Most of the State received rainfall on 11 October,  more than 15 mm over much of the southwest, centre and northeast. 

Daytime temperatures have been greater than average for the beginning of October. Most parts, except for the southwest, are trending more than 1°C warmer than average. Overnight temperatures have been mixed and generally closer to their typical October averages.



Melbourne's Laverton radar will undergo a mid-life upgrade, extending its operating life by a further ten years.  To achieve this, the Laverton radar will be offline from the 25 August to early October.
The upgrade will improve forecasters ability to 'see' weather coming, especially hail, rain, snow and even bushfire debris.
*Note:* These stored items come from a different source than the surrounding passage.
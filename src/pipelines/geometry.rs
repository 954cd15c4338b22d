use crate::data_structures::{mesh::Vertex, texture::TextureFormat};

use super::{depth_state, mk_render_pipeline, storage_entry};

/// Camera, objects, materials and texture records.
pub fn mk_frame_layout(device: &wgpu::Device) -> wgpu::BindGroupLayout {
    let visibility = wgpu::ShaderStages::VERTEX | wgpu::ShaderStages::FRAGMENT;
    device.create_bind_group_layout(&wgpu::BindGroupLayoutDescriptor {
        label: Some("geometry_frame_layout"),
        entries: &[
            storage_entry(0, visibility),
            storage_entry(1, visibility),
            storage_entry(2, visibility),
            storage_entry(3, visibility),
        ],
    })
}

pub fn mk_geometry_pipeline(
    device: &wgpu::Device,
    frame_layout: &wgpu::BindGroupLayout,
    texture_layout: &wgpu::BindGroupLayout,
    color_formats: &[TextureFormat],
    depth_format: TextureFormat,
    source: &str,
) -> wgpu::RenderPipeline {
    let layout = device.create_pipeline_layout(&wgpu::PipelineLayoutDescriptor {
        label: Some("Geometry Pipeline Layout"),
        bind_group_layouts: &[frame_layout, texture_layout],
        immediate_size: 0,
    });
    let shader = wgpu::ShaderModuleDescriptor {
        label: Some("Geometry Shader"),
        source: wgpu::ShaderSource::Wgsl(source.into()),
    };
    let formats: Vec<_> = color_formats.iter().map(|f| f.to_wgpu()).collect();

    mk_render_pipeline(
        device,
        "Geometry Pipeline",
        &layout,
        &formats,
        None,
        Some(depth_state(
            depth_format.to_wgpu(),
            true,
            wgpu::CompareFunction::Less,
        )),
        &[Vertex::desc()],
        Some(wgpu::Face::Back),
        shader,
    )
}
Currently, the radar sends out a horizontal pulse, identifying rain, but it can't differentiate between rain, snow or hail. The upgrade will provide forecasters with a more detailed picture by sending out both horizontal and vertical pulses. This allows forecasters to measure the size and shape of the object, so they will know if rain, snow or hail is heading our way.
During the upgrade, forecasters will continue to draw on observations from a range of sources including satellites, lightning detectors, automatic weather stations, flood warning networks as well as nearby radar at Broadmeadows.
While the Laverton radar is offline, Victorians can use the Broadmeadows radar as an alternative.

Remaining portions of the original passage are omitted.